Partners
University of Arizona; Servicios Universitarios y Redes de Conocimiento (SURCO), AC; Centro de Estudios Universitarios del Pueblo Xhidza (CEU-XHIDZA); Telebachillerato Comunitario 25

Funding
US Borlaug Fellows in Global Food Security (USAID), Tinker Foundation, University of Arizona

Duration
2015-2018

Mexican food policy, 2013-2017

How did Mexico’s National Crusade Against Hunger take shape, who benefitted, and what were the impacts in targeted rural communities?

For my dissertation, I researched a flagship government anti-hunger policy in Mexico, the National Crusade Against Hunger (“Crusade”) from targeted communities in rural Oaxaca and Mexico City. The initial design of the Crusade responded to Mexican activists seeking to rebuild a Mexican food system on the basis of the country’s small farmers, as well as international policy guidance on how to reduce hunger through food policy, as was done in Brazil in the early 2000s. In practice, however, the Crusade primarily increased commodity food aid to targeted populations, including in small farming communities.

Convening 28 high school and university students from two communities targeted by the food aid in a Participatory Action Research framework, I led this team in exploratory interviews and focus groups, coproduction of research hypotheses, design and execution of a household survey instrument, and application of qualitative and quantitative methods of analysis to our data. Concurrently, I conducted interviews in Mexico City and Oaxaca City with bureaucrats, researchers, and NGO figures engaged in the Crusade and analyzed public data for over 10,000 government contracts to follow the politics and economic flows of the food aid.
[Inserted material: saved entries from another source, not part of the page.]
//! Resolution of source locations to canonical, forward-slash paths.

use std::collections::HashMap;

use tracing::{debug, trace};

use crate::host::{spelled_filename, LocationOracle};
use crate::policy::DirFragment;

/// File name the host gives to its macro-expansion scratch buffer.
pub const SCRATCH_SPACE: &str = "<scratch space>";

/// A normalized absolute path, forward-slash separated.
///
/// Only ever used for substring tests against [`DirFragment`]s.
#[derive(Debug, Clone, PartialEq, Eq, Hash)]
pub struct CanonicalPath(String);

impl CanonicalPath {
    /// Wraps an already-normalized path.
    ///
    /// Backslashes are still converted, so the forward-slash invariant holds
    /// regardless of input.
    #[must_use]
    pub fn new(path: impl Into<String>) -> Self {
        let path: String = path.into();
        Self(path.replace('\\', "/"))
    }

    /// The path as a string slice.
    #[must_use]
    pub fn as_str(&self) -> &str {
        &self.0
    }

    /// Returns true if `fragment` occurs anywhere in this path.
    #[must_use]
    pub fn contains(&self, fragment: &DirFragment) -> bool {
        self.0.contains(fragment.as_str())
    }
}

impl std::fmt::Display for CanonicalPath {
    fn fmt(&self, f: &mut std::fmt::Formatter<'_>) -> std::fmt::Result {
        f.write_str(&self.0)
    }
}

/// Outcome of resolving a location.
#[derive(Debug, Clone, PartialEq, Eq)]
pub enum Resolution {
    /// The location maps to a real file.
    Path(CanonicalPath),
    /// The location is in the macro-expansion scratch buffer.
    ScratchSpace,
    /// The location has no presumed file (synthetic or invalid).
    Unresolvable,
}

impl Resolution {
    /// The canonical path, if the location maps to a real file.
    #[must_use]
    pub fn canonical(&self) -> Option<&CanonicalPath> {
        match self {
            Self::Path(path) => Some(path),
            Self::ScratchSpace | Self::Unresolvable => None,
        }
    }
}

/// Turns a raw file name into an absolute path.
pub trait PathCanonicalizer {
    /// Returns the absolute form of `raw`, or `None` if resolution failed.
    fn canonicalize(&self, raw: &str) -> Option<String>;
}

/// Resolves paths against the real filesystem.
///
/// On Unix this follows symlinks (the file must exist). On Windows it only
/// makes the path absolute.
#[derive(Debug, Clone, Copy, Default)]
pub struct FsCanonicalizer;

impl PathCanonicalizer for FsCanonicalizer {
    fn canonicalize(&self, raw: &str) -> Option<String> {
        #[cfg(windows)]
        let resolved = std::path::absolute(raw);
        #[cfg(not(windows))]
        let resolved = std::fs::canonicalize(raw);

        match resolved {
            Ok(path) => Some(path.to_string_lossy().into_owned()),
            Err(e) => {
                debug!("Cannot canonicalize {}: {}", raw, e);
                None
            }
        }
    }
}

/// Fixed lookup table, for hosts and tests that must not touch the filesystem.
///
/// Names missing from the table fail to resolve.
#[derive(Debug, Clone, Default)]
pub struct MapCanonicalizer {
    entries: HashMap<String, String>,
}

impl MapCanonicalizer {
    /// Creates an empty table.
    #[must_use]
    pub fn new() -> Self {
        Self::default()
    }

    /// Adds a mapping from `raw` to `resolved`.
    #[must_use]
    pub fn with(mut self, raw: impl Into<String>, resolved: impl Into<String>) -> Self {
        self.entries.insert(raw.into(), resolved.into());
        self
    }
}

impl PathCanonicalizer for MapCanonicalizer {
    fn canonicalize(&self, raw: &str) -> Option<String> {
        self.entries.get(raw).cloned()
    }
}

impl<C: PathCanonicalizer + ?Sized> PathCanonicalizer for &C {
    fn canonicalize(&self, raw: &str) -> Option<String> {
        (**self).canonicalize(raw)
    }
}

/// Resolves locations to [`CanonicalPath`]s.
#[derive(Debug, Clone)]
pub struct PathResolver<C = FsCanonicalizer> {
    canonicalizer: C,
    realpath: bool,
}

impl Default for PathResolver {
    fn default() -> Self {
        Self::new(FsCanonicalizer)
    }
}

impl<C: PathCanonicalizer> PathResolver<C> {
    /// Creates a resolver that canonicalizes through `canonicalizer`.
    #[must_use]
    pub fn new(canonicalizer: C) -> Self {
        Self {
            canonicalizer,
            realpath: true,
        }
    }

    /// Enables or disables canonicalization (default: enabled).
    ///
    /// When disabled, every name takes the leading-slash fallback.
    #[must_use]
    pub fn realpath(mut self, enabled: bool) -> Self {
        self.realpath = enabled;
        self
    }

    /// Resolves `loc` through its spelling location to a canonical path.
    pub fn resolve<O: LocationOracle + ?Sized>(&self, oracle: &O, loc: O::Location) -> Resolution {
        let Some(filename) = spelled_filename(oracle, loc) else {
            trace!("No presumed file for {:?}", loc);
            return Resolution::Unresolvable;
        };

        if filename == SCRATCH_SPACE {
            trace!("{:?} is in scratch space", loc);
            return Resolution::ScratchSpace;
        }

        Resolution::Path(self.canonicalize(&filename))
    }

    /// Makes `filename` absolute and forward-slash separated.
    ///
    /// If canonicalization is disabled or fails, a single `/` is prepended to
    /// the raw name so that `/gen/`-style fragments still have an anchor. That
    /// fallback is best effort: a relative name like `../foo/gen/x.h` keeps
    /// its `..` and may match differently than the real path would.
    #[must_use]
    pub fn canonicalize(&self, filename: &str) -> CanonicalPath {
        let absolute = if self.realpath {
            self.canonicalizer.canonicalize(filename).unwrap_or_else(|| {
                debug!("Falling back to rooted raw name for {}", filename);
                format!("/{filename}")
            })
        } else {
            format!("/{filename}")
        };
        CanonicalPath::new(absolute)
    }
}

#[cfg(test)]
mod tests {
    use super::*;
    use crate::source_map::SourceMap;

    fn resolver() -> PathResolver<MapCanonicalizer> {
        PathResolver::new(
            MapCanonicalizer::new()
                .with("../../base/foo.h", "/src/base/foo.h")
                .with("gen\\ui\\bar.h", "C:\\out\\gen\\ui\\bar.h"),
        )
    }

    #[test]
    fn canonicalizes_through_host_capability() {
        let r = resolver();
        assert_eq!(r.canonicalize("../../base/foo.h").as_str(), "/src/base/foo.h");
    }

    #[test]
    fn normalizes_backslashes() {
        let r = resolver();
        assert_eq!(r.canonicalize("gen\\ui\\bar.h").as_str(), "C:/out/gen/ui/bar.h");
    }

    #[test]
    fn failure_prepends_single_slash() {
        let r = resolver();
        assert_eq!(r.canonicalize("gen/dir/file.cc").as_str(), "/gen/dir/file.cc");
    }

    #[test]
    fn disabled_realpath_skips_canonicalizer() {
        let r = resolver().realpath(false);
        assert_eq!(r.canonicalize("../../base/foo.h").as_str(), "/../../base/foo.h");
    }

    #[test]
    fn resolves_macro_locations_at_spelling_site() {
        let mut map = SourceMap::new();
        let def = map.add_file("../../base/foo.h", false);
        let site = map.add_file("chrome/a.cc", false);
        let expanded = map.add_macro_expansion(def, site);

        assert_eq!(
            resolver().resolve(&map, expanded),
            Resolution::Path(CanonicalPath::new("/src/base/foo.h"))
        );
    }

    #[test]
    fn scratch_space_and_invalid_have_no_path() {
        let mut map = SourceMap::new();
        let scratch = map.add_file(SCRATCH_SPACE, false);
        let invalid = map.add_invalid();

        let r = resolver();
        assert_eq!(r.resolve(&map, scratch), Resolution::ScratchSpace);
        assert_eq!(r.resolve(&map, invalid), Resolution::Unresolvable);
        assert!(r.resolve(&map, scratch).canonical().is_none());
    }

    #[cfg(unix)]
    #[test]
    fn filesystem_canonicalizer_follows_symlinks() {
        let tmp = tempfile::TempDir::new().unwrap();
        let real_dir = tmp.path().join("real");
        std::fs::create_dir(&real_dir).unwrap();
        std::fs::write(real_dir.join("foo.h"), "").unwrap();
        let link = tmp.path().join("link");
        std::os::unix::fs::symlink(&real_dir, &link).unwrap();

        let raw = link.join("foo.h");
        let resolved = FsCanonicalizer.canonicalize(&raw.to_string_lossy()).unwrap();
        assert!(resolved.ends_with("/real/foo.h"), "got {resolved}");
    }

    #[cfg(not(windows))]
    #[test]
    fn filesystem_canonicalizer_fails_on_missing_file() {
        assert!(FsCanonicalizer
            .canonicalize("definitely/not/here/x.h")
            .is_none());
    }
}
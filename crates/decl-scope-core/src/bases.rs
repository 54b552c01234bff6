//! Ancestor scan for ignored base classes.

use crate::decl::BaseRecord;
use crate::registry::IgnoreRegistry;

/// Returns the first ancestor (depth first, declaration order) whose
/// qualified name is an ignored base class.
///
/// Base graphs are acyclic in the analyzed language, so no visited set is
/// kept. The walk uses an explicit stack rather than recursion.
#[must_use]
pub fn find_ignored_base<'a>(
    bases: &'a [BaseRecord],
    registry: &IgnoreRegistry,
) -> Option<&'a BaseRecord> {
    let mut pending: Vec<&BaseRecord> = bases.iter().rev().collect();
    while let Some(base) = pending.pop() {
        if registry.is_ignored_base_class_name(&base.qualified_name) {
            return Some(base);
        }
        pending.extend(base.bases.iter().rev());
    }
    None
}

/// Returns true if any ancestor is an ignored base class.
#[must_use]
pub fn has_ignored_base(bases: &[BaseRecord], registry: &IgnoreRegistry) -> bool {
    find_ignored_base(bases, registry).is_some()
}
The results of this project illuminated:

1) the struggle of activists to build a Mexican food system based on smallholder production and nutritional health protection;

2) the businesses that benefitted most from public contracting for food assistance during the Crusade; and

3) the disconnect between government food assistance programs and the broader socio-environmental relations that targeted rural populations—many Indigenous— emphasize when discussing values around food and nutrition, including water quality, soil health, and human health as one field of vision.

Publications

Gladstone, Fiona. 2023. Food Security and Knowledge Politics in Rural Oaxaca. Gender, Place and Culture. https://doi.org/10.1080/0966369X.2023.2229529

Gladstone, Fiona. 2020. Sharecroppers, Dry Wells, and a Taste for Tlayudas: A longitudinal study of rain-fed maize persistence in the Valley of Oaxaca, Mexico. The Journal of Latin American Geography 19(2):143-169. doi:10.1353/lag.2020.0027

Diana Denham and Fiona Gladstone. 2020. Making sense of food system transformation in Mexico Geoforum 115: 67-80. https://doi.org/10.1016/j.geoforum.2020.05.024

Mexico’s Hunger Crusade: A Political Ecology of Government Food Assistance and Community Health in Oaxaca, Mexico, 2013-2018. Dissertation. University of Arizona School of Geography, Development and Environment. Committee: Dr. Diana Liverman (chair), Dr. Sallie Marston, Dr. Elizabeth Oglesby, Dr. Jeffrey Banister, Dr. Hallie Eakin.

In preparation:

Gladstone, Fiona. Between the family farm and the degree: Rural students researching food systems and policy in Oaxaca, Mexico. In preparation for Agriculture and Human Values. 

Gladstone, Fiona and Diana Liverman. Fast Policy for Food Security: Civil Society Struggles over Policy and Public Food Procurement during the National Crusade Against Hunger (2013-2017). In preparation for Food Policy.